[[ RECORD EXCERPTS, beginning ]]
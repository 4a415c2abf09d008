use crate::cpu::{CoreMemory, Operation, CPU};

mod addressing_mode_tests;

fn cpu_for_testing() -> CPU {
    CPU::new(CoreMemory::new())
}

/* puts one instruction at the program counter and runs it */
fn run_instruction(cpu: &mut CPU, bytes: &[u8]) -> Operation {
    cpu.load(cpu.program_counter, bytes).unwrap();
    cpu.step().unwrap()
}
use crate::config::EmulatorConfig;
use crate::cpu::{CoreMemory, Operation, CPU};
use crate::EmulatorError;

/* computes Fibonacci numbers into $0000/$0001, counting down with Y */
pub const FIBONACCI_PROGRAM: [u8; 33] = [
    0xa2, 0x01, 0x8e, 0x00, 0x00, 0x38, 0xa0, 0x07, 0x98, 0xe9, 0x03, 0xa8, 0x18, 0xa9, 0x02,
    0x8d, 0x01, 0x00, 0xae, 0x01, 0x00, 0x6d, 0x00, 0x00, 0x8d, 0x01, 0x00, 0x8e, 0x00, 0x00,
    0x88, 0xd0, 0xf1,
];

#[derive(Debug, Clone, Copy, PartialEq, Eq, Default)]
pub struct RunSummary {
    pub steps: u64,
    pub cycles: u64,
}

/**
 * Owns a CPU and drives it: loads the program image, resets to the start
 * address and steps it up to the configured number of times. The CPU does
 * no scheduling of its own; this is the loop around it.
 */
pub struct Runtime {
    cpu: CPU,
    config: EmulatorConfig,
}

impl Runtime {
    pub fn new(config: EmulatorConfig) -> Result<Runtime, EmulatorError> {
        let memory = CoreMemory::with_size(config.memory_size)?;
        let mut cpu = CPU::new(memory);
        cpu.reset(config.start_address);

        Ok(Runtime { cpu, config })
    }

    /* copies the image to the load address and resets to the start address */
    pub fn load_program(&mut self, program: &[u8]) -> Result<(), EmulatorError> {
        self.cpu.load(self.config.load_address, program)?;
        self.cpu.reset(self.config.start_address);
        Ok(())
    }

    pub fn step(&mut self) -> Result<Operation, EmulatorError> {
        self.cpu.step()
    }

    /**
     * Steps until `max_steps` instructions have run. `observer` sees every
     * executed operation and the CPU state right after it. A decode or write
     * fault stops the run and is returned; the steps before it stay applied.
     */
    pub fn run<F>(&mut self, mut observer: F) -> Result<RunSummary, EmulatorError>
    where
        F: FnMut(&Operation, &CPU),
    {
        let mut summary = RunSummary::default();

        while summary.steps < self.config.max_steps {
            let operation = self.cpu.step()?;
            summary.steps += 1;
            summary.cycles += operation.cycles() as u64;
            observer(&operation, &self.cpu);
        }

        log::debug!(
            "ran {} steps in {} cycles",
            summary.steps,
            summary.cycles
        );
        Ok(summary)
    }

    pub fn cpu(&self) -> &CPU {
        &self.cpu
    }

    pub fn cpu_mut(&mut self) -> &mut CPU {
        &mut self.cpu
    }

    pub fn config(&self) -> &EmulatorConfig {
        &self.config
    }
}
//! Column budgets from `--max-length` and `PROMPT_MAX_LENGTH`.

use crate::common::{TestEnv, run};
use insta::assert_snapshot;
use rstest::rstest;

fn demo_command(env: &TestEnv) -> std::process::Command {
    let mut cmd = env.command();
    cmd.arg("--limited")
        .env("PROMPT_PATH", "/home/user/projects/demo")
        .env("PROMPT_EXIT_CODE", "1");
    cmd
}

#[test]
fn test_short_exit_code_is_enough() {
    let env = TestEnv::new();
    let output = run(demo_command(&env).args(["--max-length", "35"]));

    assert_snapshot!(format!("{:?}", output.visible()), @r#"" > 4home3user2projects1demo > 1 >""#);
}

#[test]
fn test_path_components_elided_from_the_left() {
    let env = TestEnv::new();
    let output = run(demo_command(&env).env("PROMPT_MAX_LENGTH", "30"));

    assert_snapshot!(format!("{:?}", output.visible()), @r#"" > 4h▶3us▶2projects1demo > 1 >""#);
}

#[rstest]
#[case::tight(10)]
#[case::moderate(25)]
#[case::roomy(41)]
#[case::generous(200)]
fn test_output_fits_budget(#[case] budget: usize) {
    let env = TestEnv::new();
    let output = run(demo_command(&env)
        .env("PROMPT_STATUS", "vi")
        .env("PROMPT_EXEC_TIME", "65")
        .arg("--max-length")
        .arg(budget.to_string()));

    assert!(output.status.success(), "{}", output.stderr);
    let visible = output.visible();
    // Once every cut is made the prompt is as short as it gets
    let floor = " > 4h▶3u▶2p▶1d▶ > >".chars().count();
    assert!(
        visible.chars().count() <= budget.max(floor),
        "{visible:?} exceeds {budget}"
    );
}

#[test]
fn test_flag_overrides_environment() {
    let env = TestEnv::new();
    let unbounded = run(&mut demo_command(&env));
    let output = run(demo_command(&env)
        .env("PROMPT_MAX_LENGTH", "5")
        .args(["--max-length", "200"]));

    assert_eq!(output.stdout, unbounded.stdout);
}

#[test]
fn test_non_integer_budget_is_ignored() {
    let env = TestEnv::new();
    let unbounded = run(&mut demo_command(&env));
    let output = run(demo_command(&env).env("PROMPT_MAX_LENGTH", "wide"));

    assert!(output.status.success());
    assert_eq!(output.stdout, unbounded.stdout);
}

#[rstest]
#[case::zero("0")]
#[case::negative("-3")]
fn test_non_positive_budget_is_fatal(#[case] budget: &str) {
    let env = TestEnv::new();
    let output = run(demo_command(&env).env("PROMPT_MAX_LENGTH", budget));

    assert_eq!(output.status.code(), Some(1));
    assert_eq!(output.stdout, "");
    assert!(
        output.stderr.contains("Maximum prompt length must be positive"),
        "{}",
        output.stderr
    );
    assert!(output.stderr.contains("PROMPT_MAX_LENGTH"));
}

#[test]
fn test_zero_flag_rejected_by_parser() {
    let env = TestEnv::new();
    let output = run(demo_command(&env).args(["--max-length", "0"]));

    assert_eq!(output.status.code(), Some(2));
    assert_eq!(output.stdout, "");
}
[[ RECORD EXCERPTS, end ]]
• _BRIEF_
Reproduce the data shown above exactly, including every line.

• _REPLY_
repository 4a415c2abf09d008
use crate::cpu::{CoreMemory, Operation, CPU};

mod addressing_mode_tests;

fn cpu_for_testing() -> CPU {
    CPU::new(CoreMemory::new())
}

/* puts one instruction at the program counter and runs it */
fn run_instruction(cpu: &mut CPU, bytes: &[u8]) -> Operation {
    cpu.load(cpu.program_counter, bytes).unwrap();
    cpu.step().unwrap()
}
use crate::config::EmulatorConfig;
use crate::cpu::{CoreMemory, Operation, CPU};
use crate::EmulatorError;

/* computes Fibonacci numbers into $0000/$0001, counting down with Y */
pub const FIBONACCI_PROGRAM: [u8; 33] = [
    0xa2, 0x01, 0x8e, 0x00, 0x00, 0x38, 0xa0, 0x07, 0x98, 0xe9, 0x03, 0xa8, 0x18, 0xa9, 0x02,
    0x8d, 0x01, 0x00, 0xae, 0x01, 0x00, 0x6d, 0x00, 0x00, 0x8d, 0x01, 0x00, 0x8e, 0x00, 0x00,
    0x88, 0xd0, 0xf1,
];

#[derive(Debug, Clone, Copy, PartialEq, Eq, Default)]
pub struct RunSummary {
    pub steps: u64,
    pub cycles: u64,
}

/**
 * Owns a CPU and drives it: loads the program image, resets to the start
 * address and steps it up to the configured number of times. The CPU does
 * no scheduling of its own; this is the loop around it.
 */
pub struct Runtime {
    cpu: CPU,
    config: EmulatorConfig,
}

impl Runtime {
    pub fn new(config: EmulatorConfig) -> Result<Runtime, EmulatorError> {
        let memory = CoreMemory::with_size(config.memory_size)?;
        let mut cpu = CPU::new(memory);
        cpu.reset(config.start_address);

        Ok(Runtime { cpu, config })
    }

    /* copies the image to the load address and resets to the start address */
    pub fn load_program(&mut self, program: &[u8]) -> Result<(), EmulatorError> {
        self.cpu.load(self.config.load_address, program)?;
        self.cpu.reset(self.config.start_address);
        Ok(())
    }

    pub fn step(&mut self) -> Result<Operation, EmulatorError> {
        self.cpu.step()
    }

    /**
     * Steps until `max_steps` instructions have run. `observer` sees every
     * executed operation and the CPU state right after it. A decode or write
     * fault stops the run and is returned; the steps before it stay applied.
     */
    pub fn run<F>(&mut self, mut observer: F) -> Result<RunSummary, EmulatorError>
    where
        F: FnMut(&Operation, &CPU),
    {
        let mut summary = RunSummary::default();

        while summary.steps < self.config.max_steps {
            let operation = self.cpu.step()?;
            summary.steps += 1;
            summary.cycles += operation.cycles() as u64;
            observer(&operation, &self.cpu);
        }

        log::debug!(
            "ran {} steps in {} cycles",
            summary.steps,
            summary.cycles
        );
        Ok(summary)
    }

    pub fn cpu(&self) -> &CPU {
        &self.cpu
    }

    pub fn cpu_mut(&mut self) -> &mut CPU {
        &mut self.cpu
    }

    pub fn config(&self) -> &EmulatorConfig {
        &self.config
    }
}
//! Column budgets from `--max-length` and `PROMPT_MAX_LENGTH`.

use crate::common::{TestEnv, run};
use insta::assert_snapshot;
use rstest::rstest;

fn demo_command(env: &TestEnv) -> std::process::Command {
    let mut cmd = env.command();
    cmd.arg("--limited")
        .env("PROMPT_PATH", "/home/user/projects/demo")
        .env("PROMPT_EXIT_CODE", "1");
    cmd
}

#[test]
fn test_short_exit_code_is_enough() {
    let env = TestEnv::new();
    let output = run(demo_command(&env).args(["--max-length", "35"]));

    assert_snapshot!(format!("{:?}", output.visible()), @r#"" > 4home3user2projects1demo > 1 >""#);
}

#[test]
fn test_path_components_elided_from_the_left() {
    let env = TestEnv::new();
    let output = run(demo_command(&env).env("PROMPT_MAX_LENGTH", "30"));

    assert_snapshot!(format!("{:?}", output.visible()), @r#"" > 4h▶3us▶2projects1demo > 1 >""#);
}

#[rstest]
#[case::tight(10)]
#[case::moderate(25)]
#[case::roomy(41)]
#[case::generous(200)]
fn test_output_fits_budget(#[case] budget: usize) {
    let env = TestEnv::new();
    let output = run(demo_command(&env)
        .env("PROMPT_STATUS", "vi")
        .env("PROMPT_EXEC_TIME", "65")
        .arg("--max-length")
        .arg(budget.to_string()));

    assert!(output.status.success(), "{}", output.stderr);
    let visible = output.visible();
    // Once every cut is made the prompt is as short as it gets
    let floor = " > 4h▶3u▶2p▶1d▶ > >".chars().count();
    assert!(
        visible.chars().count() <= budget.max(floor),
        "{visible:?} exceeds {budget}"
    );
}

#[test]
fn test_flag_overrides_environment() {
    let env = TestEnv::new();
    let unbounded = run(&mut demo_command(&env));
    let output = run(demo_command(&env)
        .env("PROMPT_MAX_LENGTH", "5")
        .args(["--max-length", "200"]));

    assert_eq!(output.stdout, unbounded.stdout);
}

#[test]
fn test_non_integer_budget_is_ignored() {
    let env = TestEnv::new();
    let unbounded = run(&mut demo_command(&env));
    let output = run(demo_command(&env).env("PROMPT_MAX_LENGTH", "wide"));

    assert!(output.status.success());
    assert_eq!(output.stdout, unbounded.stdout);
}

#[rstest]
#[case::zero("0")]
#[case::negative("-3")]
fn test_non_positive_budget_is_fatal(#[case] budget: &str) {
    let env = TestEnv::new();
    let output = run(demo_command(&env).env("PROMPT_MAX_LENGTH", budget));

    assert_eq!(output.status.code(), Some(1));
    assert_eq!(output.stdout, "");
    assert!(
        output.stderr.contains("Maximum prompt length must be positive"),
        "{}",
        output.stderr
    );
    assert!(output.stderr.contains("PROMPT_MAX_LENGTH"));
}

#[test]
fn test_zero_flag_rejected_by_parser() {
    let env = TestEnv::new();
    let output = run(demo_command(&env).args(["--max-length", "0"]));

    assert_eq!(output.status.code(), Some(2));
    assert_eq!(output.stdout, "");
}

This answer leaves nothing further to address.